In the US, some of the wilder conservatives question not
only whether President Obama is American (there is
evidence he was born in British Kenya, the land of his father and he
refuses to produce his original birth certificate) but whether he is
even pro-America. Such accusations were partly the reason he
reluctantly resumed wearing an American lapel badge.
I am beginning to wonder the same about the ever more
manic, pill-popping Gordon Brown - is he pro British?

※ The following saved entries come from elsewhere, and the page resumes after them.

use std::fmt::{self, Display, Formatter};

#[cfg(feature = "serde")]
use serde::{Deserialize, Serialize};

/// A rewrite that was applied while simplifying a term.
///
/// The law each step applies is shown in its documentation, where `c` stands for a constant and
/// `f` for a function.
#[derive(Debug, Clone, Copy, PartialEq, Eq, Hash)]
#[cfg_attr(feature = "serde", derive(Serialize, Deserialize))]
pub enum Step {
    /// `a^0 = 1`
    PowerZero,

    /// `a^1 = a`
    PowerOne,

    /// `(a^m)^n = a^(m*n)`
    PowerOfPower,

    /// `c1^c2 = c3`
    FoldPower,

    /// `0*a = 0`
    MultiplyZero,

    /// `1*a = a`
    MultiplyOne,

    /// `-1*(c*a) = (-c)*a`
    /// `a*-1 = -1*a`
    Negate,

    /// `c1*c2 = c3`
    FoldProduct,

    /// `a^m*a^n = a^(m+n)`
    CombineLikeFactors,

    /// `f(a)*f(a) = f(a)^2`, for trigonometric `f`
    SquareFunction,

    /// `a*a = a^2`
    MultiplySelf,

    /// `c1*(c2*a) = (c1*c2)*a`
    /// `a*c = c*a`
    ReassociateConstants,

    /// `a*(c*b) = c*(a*b)`
    HoistCoefficient,

    /// `(a/b)*b = a`
    CancelQuotient,

    /// `0+a = a`
    AddZero,

    /// `c1+c2 = c3`
    FoldSum,

    /// `m*a + n*a = (m+n)*a`
    /// `m*a - n*a = (m-n)*a`
    CombineSimilarTerms,

    /// `(a + b) + c = a + b + c`, merging similar terms
    MergeNestedSums,

    /// `a-0 = a`
    SubtractZero,

    /// `c1-c2 = c3`
    FoldDifference,

    /// `a-a = 0`
    SubtractSelf,

    /// `0-a = -a`
    ZeroMinus,

    /// `a-(c*b) = a+(-c*b)`, for negative `c`
    NormalizeSign,

    /// `a/1 = a`
    DivideOne,

    /// `0/a = 0`
    DivideZero,

    /// `c1/c2 = c3`
    FoldQuotient,

    /// `a/a = 1`
    DivideSelf,

    /// `(c*a^m)/a^n = c*a^(m-n)`
    CancelCommonFactor,

    /// `a^m/a^n = a^(m-n)`
    QuotientOfPowers,

    /// `2*x + 3 + x = 3*x + 3`
    CombineLikeTerms,

    /// `3 + x^2 - x = x^2 - x + 3`
    PolynomialOrder,

    /// `a/(c*a) = 1/c`
    ReciprocalCoefficient,

    /// `(a^2+k - 2*a^2)/(a^2+k)^2 = (k - a^2)/(a^2+k)^2`
    DifferenceOverSquare,

    /// `sin(a)^2 + cos(a)^2 = 1`
    PythagoreanIdentity,

    /// `sin(a)/cos(a) = tan(a)`
    SinOverCos,

    /// `ln(a^n) = n*ln(a)`
    LogOfPower,

    /// `ln(exp(a)) = a`
    LnOfExp,

    /// `exp(ln(a)) = a`
    ExpOfLn,
}

impl Display for Step {
    fn fmt(&self, f: &mut Formatter) -> fmt::Result {
        let law = match self {
            Step::PowerZero => "a^0 = 1",
            Step::PowerOne => "a^1 = a",
            Step::PowerOfPower => "(a^m)^n = a^(m*n)",
            Step::FoldPower => "evaluate constant power",
            Step::MultiplyZero => "0 * a = 0",
            Step::MultiplyOne => "1 * a = a",
            Step::Negate => "move sign into coefficient",
            Step::FoldProduct => "evaluate constant product",
            Step::CombineLikeFactors => "a^m * a^n = a^(m+n)",
            Step::SquareFunction => "f(a) * f(a) = f(a)^2",
            Step::MultiplySelf => "a * a = a^2",
            Step::ReassociateConstants => "group constant factors",
            Step::HoistCoefficient => "a * (c * b) = c * (a * b)",
            Step::CancelQuotient => "(a / b) * b = a",
            Step::AddZero => "0 + a = a",
            Step::FoldSum => "evaluate constant sum",
            Step::CombineSimilarTerms => "m * a + n * a = (m + n) * a",
            Step::MergeNestedSums => "merge nested sums",
            Step::SubtractZero => "a - 0 = a",
            Step::FoldDifference => "evaluate constant difference",
            Step::SubtractSelf => "a - a = 0",
            Step::ZeroMinus => "0 - a = -a",
            Step::NormalizeSign => "a - (-c * b) = a + c * b",
            Step::DivideOne => "a / 1 = a",
            Step::DivideZero => "0 / a = 0",
            Step::FoldQuotient => "evaluate constant quotient",
            Step::DivideSelf => "a / a = 1",
            Step::CancelCommonFactor => "(c * a^m) / a^n = c * a^(m-n)",
            Step::QuotientOfPowers => "a^m / a^n = a^(m-n)",
            Step::CombineLikeTerms => "combine like terms",
            Step::PolynomialOrder => "order terms by degree",
            Step::ReciprocalCoefficient => "a / (c * a) = 1 / c",
            Step::DifferenceOverSquare => "(a^2 + k - 2 * a^2) / (a^2 + k)^2 = (k - a^2) / (a^2 + k)^2",
            Step::PythagoreanIdentity => "sin(a)^2 + cos(a)^2 = 1",
            Step::SinOverCos => "sin(a) / cos(a) = tan(a)",
            Step::LogOfPower => "ln(a^n) = n * ln(a)",
            Step::LnOfExp => "ln(exp(a)) = a",
            Step::ExpOfLn => "exp(ln(a)) = a",
        };
        f.write_str(law)
    }
}
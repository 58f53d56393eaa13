use crate::{
    parser::{
        ast::{expr::Expr, literal::LitSym},
        error::{kind, Error},
        token::{CloseParen, Comma, OpenParen},
        Parse,
        Parser,
    },
    tokenizer::TokenKind,
};
use std::{fmt, ops::Range};

#[cfg(feature = "serde")]
use serde::{Deserialize, Serialize};

/// A function call, such as `sin(x)`.
#[derive(Debug, Clone, PartialEq)]
#[cfg_attr(feature = "serde", derive(Serialize, Deserialize))]
pub struct Call {
    /// The name of the function to call.
    pub name: LitSym,

    /// The arguments to the function.
    pub args: Vec<Expr>,

    /// The region of the source code that this function call was parsed from.
    pub span: Range<usize>,

    /// The span of the parentheses that surround the arguments.
    pub paren_span: Range<usize>,
}

impl Call {
    /// Returns the span of the function call.
    pub fn span(&self) -> Range<usize> {
        self.span.clone()
    }

    /// Returns a set of two spans, where the first is the span of the function name (with the
    /// opening parenthesis) and the second is the span of the closing parenthesis.
    pub fn outer_span(&self) -> [Range<usize>; 2] {
        [
            self.name.span.start..self.paren_span.start + 1,
            self.paren_span.end - 1..self.paren_span.end,
        ]
    }

    /// Parses the parenthesized argument list of a call to the function with the given name.
    pub(crate) fn parse_args(input: &mut Parser, name: LitSym) -> Result<Self, Error> {
        let open_paren = input.try_parse::<OpenParen>()?;
        let unclosed = || Error::new(vec![open_paren.span.clone()], kind::UnclosedParenthesis);

        let mut args = Vec::new();
        if input.peek_token().map(|token| token.kind) != Some(TokenKind::CloseParen) {
            loop {
                args.push(input.try_parse::<Expr>()?);
                if input.try_parse::<Comma>().is_err() {
                    break;
                }
            }
        }

        let close_paren = input.try_parse::<CloseParen>().map_err(|_| unclosed())?;
        let span = name.span.start..close_paren.span.end;
        Ok(Self {
            name,
            args,
            span,
            paren_span: open_paren.span.start..close_paren.span.end,
        })
    }
}

impl Parse for Call {
    fn parse(input: &mut Parser) -> Result<Self, Error> {
        let name = input.try_parse::<LitSym>()?;
        Self::parse_args(input, name)
    }
}

impl std::fmt::Display for Call {
    fn fmt(&self, f: &mut fmt::Formatter) -> fmt::Result {
        write!(f, "{}(", self.name)?;
        if let Some((last, rest)) = self.args.split_last() {
            for arg in rest {
                write!(f, "{}, ", arg)?;
            }
            write!(f, "{}", last)?;
        }
        write!(f, ")")
    }
}
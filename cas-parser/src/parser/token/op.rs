//! Operators of the expression grammar.
//!
//! | Operators                | Precedence             | Associativity |
//! | ------------------------ | ---------------------- | ------------- |
//! | `a ^ b`                  | [`Precedence::Exp`]    | right         |
//! | `-a`                     | [`Precedence::Neg`]    | right         |
//! | `a * b`, `a / b`, `a b`  | [`Precedence::Factor`] | left          |
//! | `a + b`, `a - b`         | [`Precedence::Term`]   | left          |
//!
//! `a b` is implicit multiplication, inserted by the parser rather than read from a token.

use crate::{
    parser::{
        error::{Error, kind},
        Associativity,
        Parse,
        Parser,
        Precedence,
    },
    tokenizer::TokenKind,
};
use std::{fmt, ops::Range};

#[cfg(feature = "serde")]
use serde::{Deserialize, Serialize};

/// The kind of a unary operator. Negation is the only one.
#[derive(Debug, Clone, Copy, PartialEq)]
#[cfg_attr(feature = "serde", derive(Serialize, Deserialize))]
pub enum UnaryOpKind {
    Neg,
}

/// A prefix `-`.
#[derive(Debug, Clone, PartialEq)]
#[cfg_attr(feature = "serde", derive(Serialize, Deserialize))]
pub struct UnaryOp {
    pub kind: UnaryOpKind,

    /// The region of the source code that this operator was parsed from.
    pub span: Range<usize>,
}

impl UnaryOp {
    /// Negation binds looser than `^` and tighter than everything else.
    pub fn precedence(&self) -> Precedence {
        Precedence::Neg
    }
}

impl Parse for UnaryOp {
    fn parse(input: &mut Parser) -> Result<Self, Error> {
        let token = input.next_token()?;
        match token.kind {
            TokenKind::Sub => Ok(Self { kind: UnaryOpKind::Neg, span: token.span }),
            found => Err(Error::new(vec![token.span], kind::UnexpectedToken {
                expected: &[TokenKind::Sub],
                found,
            })),
        }
    }
}

impl fmt::Display for UnaryOp {
    fn fmt(&self, f: &mut fmt::Formatter) -> fmt::Result {
        write!(f, "-")
    }
}

/// The kind of a binary operator.
#[derive(Debug, Clone, Copy, PartialEq)]
#[cfg_attr(feature = "serde", derive(Serialize, Deserialize))]
pub enum BinOpKind {
    Exp,
    Mul,
    Div,
    Add,
    Sub,
}

impl BinOpKind {
    /// The tokens that are read as binary operators.
    const TOKENS: &'static [TokenKind] = &[
        TokenKind::Exp,
        TokenKind::Mul,
        TokenKind::Div,
        TokenKind::Add,
        TokenKind::Sub,
    ];

    /// Returns the operator written with the given token, if any.
    fn from_token(token: TokenKind) -> Option<Self> {
        match token {
            TokenKind::Exp => Some(Self::Exp),
            TokenKind::Mul => Some(Self::Mul),
            TokenKind::Div => Some(Self::Div),
            TokenKind::Add => Some(Self::Add),
            TokenKind::Sub => Some(Self::Sub),
            _ => None,
        }
    }

    /// The symbol the operator is written with.
    pub fn symbol(self) -> &'static str {
        match self {
            Self::Exp => "^",
            Self::Mul => "*",
            Self::Div => "/",
            Self::Add => "+",
            Self::Sub => "-",
        }
    }

    pub fn precedence(self) -> Precedence {
        match self {
            Self::Exp => Precedence::Exp,
            Self::Mul | Self::Div => Precedence::Factor,
            Self::Add | Self::Sub => Precedence::Term,
        }
    }

    /// Only `^` groups to the right: `2^3^2` is `2^(3^2)`.
    pub fn associativity(self) -> Associativity {
        match self {
            Self::Exp => Associativity::Right,
            _ => Associativity::Left,
        }
    }
}

/// A binary operator, either read from a token or inserted for implicit multiplication.
#[derive(Debug, Clone, PartialEq)]
#[cfg_attr(feature = "serde", derive(Serialize, Deserialize))]
pub struct BinOp {
    pub kind: BinOpKind,

    /// Whether the parser inserted this operator between two juxtaposed operands, as in `2x`.
    pub implicit: bool,

    /// The region of the source code that this operator was parsed from. For an implicit
    /// operator, this is the gap between its operands.
    pub span: Range<usize>,
}

impl BinOp {
    pub fn precedence(&self) -> Precedence {
        self.kind.precedence()
    }

    pub fn associativity(&self) -> Associativity {
        self.kind.associativity()
    }
}

impl Parse for BinOp {
    fn parse(input: &mut Parser) -> Result<Self, Error> {
        let token = input.next_token()?;
        match BinOpKind::from_token(token.kind) {
            Some(kind) => Ok(Self { kind, implicit: false, span: token.span }),
            None => Err(Error::new(vec![token.span], kind::UnexpectedToken {
                expected: BinOpKind::TOKENS,
                found: token.kind,
            })),
        }
    }
}

impl fmt::Display for BinOp {
    fn fmt(&self, f: &mut fmt::Formatter) -> fmt::Result {
        write!(f, "{}", self.kind.symbol())
    }
}
//! Simplification rules for sums.

use crate::{
    combine::{build_sum, combine_similar_terms, flatten_expression, simplify_terms_sum},
    predicates::are_similar_terms,
    simplify::{rules::do_sum, step::Step},
    step_collector::StepCollector,
    term::Term,
};

/// `0+a = a`
/// `a+0 = a`
pub fn add_zero(term: &Term, step_collector: &mut dyn StepCollector<Step>) -> Option<Term> {
    let opt = do_sum(term, |lhs, rhs| {
        if lhs.is_value(0.0) {
            Some(rhs.clone())
        } else if rhs.is_value(0.0) {
            Some(lhs.clone())
        } else {
            None
        }
    })?;

    // keep the step collection logic outside of the closure to make it implement `Fn`
    step_collector.push(Step::AddZero);
    Some(opt)
}

/// `c1+c2 = c3`
pub fn fold_constants(term: &Term, step_collector: &mut dyn StepCollector<Step>) -> Option<Term> {
    let opt = do_sum(term, |lhs, rhs| {
        Some(Term::Constant(lhs.as_constant()? + rhs.as_constant()?))
    })?;

    step_collector.push(Step::FoldSum);
    Some(opt)
}

/// `a+a = 2*a`
/// `m*a + n*a = (m+n)*a`
pub fn combine_similar(term: &Term, step_collector: &mut dyn StepCollector<Step>) -> Option<Term> {
    let opt = do_sum(term, |lhs, rhs| {
        are_similar_terms(lhs, rhs).then(|| combine_similar_terms(lhs, rhs, true))
    })?;

    step_collector.push(Step::CombineSimilarTerms);
    Some(opt)
}

/// Flattens nested sums and differences into a single chain of sums, merging the similar terms
/// found along the way.
///
/// `(x + 2) + (3*x - 1) = 4*x + 1`
pub fn merge_nested_sums(term: &Term, step_collector: &mut dyn StepCollector<Step>) -> Option<Term> {
    let opt = do_sum(term, |lhs, rhs| {
        let is_nested = |term: &Term| matches!(term, Term::Sum(..) | Term::Difference(..));
        if !is_nested(lhs) && !is_nested(rhs) {
            return None;
        }

        let merged = build_sum(simplify_terms_sum(flatten_expression(term)));
        (&merged != term).then_some(merged)
    })?;

    step_collector.push(Step::MergeNestedSums);
    Some(opt)
}

/// Applies all rules.
pub fn all(term: &Term, step_collector: &mut dyn StepCollector<Step>) -> Option<Term> {
    add_zero(term, step_collector)
        .or_else(|| fold_constants(term, step_collector))
        .or_else(|| combine_similar(term, step_collector))
        .or_else(|| merge_nested_sums(term, step_collector))
}

#[cfg(test)]
mod tests {
    use pretty_assertions::assert_eq;
    use super::*;

    fn x() -> Term {
        Term::var("x")
    }

    fn c(value: f64) -> Term {
        Term::Constant(value)
    }

    #[test]
    fn identities() {
        assert_eq!(all(&Term::sum(c(0.0), x()), &mut ()), Some(x()));
        assert_eq!(all(&Term::sum(x(), c(0.0)), &mut ()), Some(x()));
        assert_eq!(all(&Term::sum(c(1.5), c(2.0)), &mut ()), Some(c(3.5)));
    }

    #[test]
    fn similar_terms() {
        let mut steps = Vec::new();
        let term = Term::sum(Term::product(c(3.0), x()), Term::product(c(2.0), x()));
        assert_eq!(all(&term, &mut steps), Some(Term::product(c(5.0), x())));
        assert_eq!(steps, vec![Step::CombineSimilarTerms]);
    }

    #[test]
    fn nested() {
        let term = Term::sum(
            Term::sum(x(), c(2.0)),
            Term::difference(Term::product(c(3.0), x()), c(1.0)),
        );
        assert_eq!(all(&term, &mut ()), Some(Term::sum(Term::product(c(4.0), x()), c(1.0))));
    }

    #[test]
    fn ordered_chain_is_unchanged() {
        let term = Term::sum(Term::sum(Term::power(x(), 2.0), x()), c(1.0));
        assert_eq!(all(&term, &mut ()), None);
    }
}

His recent behaviour vis-à-vis Libya puts this in
serious doubt.
Let's recap.
Libya's vicious, megalomaniac, economically incompetent,
terrorist-supporting dictator has been in power for forty years, since
as a young officer in the army Moammar Gadaffi seized the leadership
from King Idris in a coup d'état on 1st September 1969. (I
remember it well - I was living there. To my dismay he quickly
shut down all the bars, casinos and nightclubs which made Tripoli such a
great place for a young man.)
Throughout
the 1970s and 1980s one of the terrorist groups he supported was the
IRA, supplying them with countless small and large guns, vast amounts of
ammunition and tons of explosives. This matériel ended up killing
(and maiming) hundreds of British soldiers, policemen and civilians,
along with even more Irish citizens.
Libya was rightly classified as a terrorist-supporting
state.
But something not unrelated to 9-11 happened in 2003:
George W Bush invaded Iraq to depose Saddam Hussein. Colonel
Gaddafi observed the violent downfall of a fellow terrorist-supporting
Arab dictator and drew a rational conclusion. With a firm eye on
his own mortality, he rang up prime minister Bersluconi of Italy, the
former colonial power, and
confessed
“I will do whatever the Americans want,
because I saw what
happened in Iraq, and I was afraid”.
Pervez Musharraf, military dictator of Pakistan, had also reckoned it
was better to be with America than against it. So in early 2004,
prodded by the US, he unmasked AQ Khan as not only the hitherto revered
father of Pakistan's successful nuclear weapons programme, but also a
prolific exporter - for money - of nuclear technology to rogue
states including North Korea, Iran and ... Libya.
The only
other state ever to have done this was South Africa as part of its
laudable transition from apartheid to true democracy.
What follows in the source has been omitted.